Do professional sports teams utilize people who are trained in the natural sciences to aid them in developing and implementing strategies? I would imagine that they might benefit from the services of professional statisticians, game theorists, mathematicians, computer scientists (to run simulations of games), physicists, and maybe even psychologists (to disrupt the opponent).

Do they do this, or do they just let a bunch of former athletes make the decisions based on their ‘intuition’??

Thanks.

Psychologists - yes…for their own team’s good…not to confuse the opponent.

Teams take on consultants, from dance instructors for football, to power skaters in hockey.

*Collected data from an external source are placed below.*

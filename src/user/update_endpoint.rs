//! Defines the endpoint for partially updating a user.

use std::sync::{Arc, Mutex};

use axum::{
    extract::{FromRef, Path, State},
    http::StatusCode,
    response::{IntoResponse, Response},
};
use axum_extra::extract::Form;
use axum_htmx::HxRedirect;
use rusqlite::Connection;
use serde::Deserialize;

use crate::{
    AppState,
    database_id::DatabaseId,
    endpoints,
    user::core::{UserID, update_user_name},
};

/// The state needed to update a user.
#[derive(Debug, Clone)]
pub struct UpdateUserState {
    /// The database connection for managing users.
    pub db_connection: Arc<Mutex<Connection>>,
}

impl FromRef<AppState> for UpdateUserState {
    fn from_ref(state: &AppState) -> Self {
        Self {
            db_connection: state.db_connection.clone(),
        }
    }
}

/// The form data for updating a user.
///
/// Only `name` is applied. The edit form also posts the email field, and a
/// password may be posted by older clients; both are accepted and dropped
/// here to match the established update policy.
#[derive(Debug, Deserialize)]
pub struct UpdateUserForm {
    /// The user's new display name.
    pub name: String,
    /// Accepted but not applied.
    #[serde(default)]
    pub email: Option<String>,
    /// Accepted but not applied.
    #[serde(default)]
    pub password: Option<String>,
}

/// A route handler for partially updating a user, redirects to the users
/// view on success.
///
/// # Panics
///
/// Panics if the lock for the database connection is already held by the same thread.
pub async fn update_user_endpoint(
    State(state): State<UpdateUserState>,
    Path(user_id): Path<DatabaseId>,
    Form(form): Form<UpdateUserForm>,
) -> Response {
    let connection = state.db_connection.lock().unwrap();

    if form.email.is_some() {
        tracing::debug!("Ignoring email field in update for user {user_id}");
    }

    match update_user_name(UserID::new(user_id), &form.name, &connection) {
        Ok(()) => (
            HxRedirect(endpoints::USERS_VIEW.to_owned()),
            StatusCode::SEE_OTHER,
        )
            .into_response(),
        Err(error) => error.into_alert_response(),
    }
}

“Scienctists” is an abstract description. Sure, when building a stadium, wind specialists, and others are brought in. Are they 'scientists"?

And didn’t Tony Larussa get a mathemitician or comp programmer to help him become a stat guru in the dugout? Is that is a scientist?

And mathemeticians helped football coaches come up with charts on when to go for an extra point versus the two-point conversion.

And of course there are doctors, physiotherapists, dieticians and other practitioners of medical science.

Not to mention those who design sports equipment. They’re not employed by the teams, but the teams certainly make use of their work product.

I don’t think this is what you’re looking for, but what about the scientists that developed gatorade at the University of Florida.
While other people were out there curing diseases these guys were developing a sports drink to aid their football team.
Woohoo, now thats science put to work.

I’ve never heard of teams doing it, but some of them really could use a expert in gaming theory. There are a lot of decisions in games like football that can have complex answers. And I know of a number of cases where teams have made gross tactical errors because they didn’t understand things like game theory.

Baseball is really a sport where statisticians and game theorists could be of use. Check out baseballprospectus.com or read something by Bill James and you’ll see how detailed sabermetricians can be in their analysis of baseball, and sadly, how little of their research is employed by baseball teams. It’s worth noting that one of the few baseball execs who understands the importance of even a simple stat like OPS is Billy Bean, who has turned one of the lowest payroll teams in baseball into a perennial playoff contender. It will be interesting to see how well his protege, J.P. Richardi, does in his new digs in Toronto. If he’s learned anything, I predict playoff contention for the Blue Jays within 4 season.s

To pick nits, but it’s Billy Beane. There was another player called Billy Bean.

Not a team, but a league. Robert K. Adair, the author of The Physics of Baseball, was once the offical “Physicist to the National League”.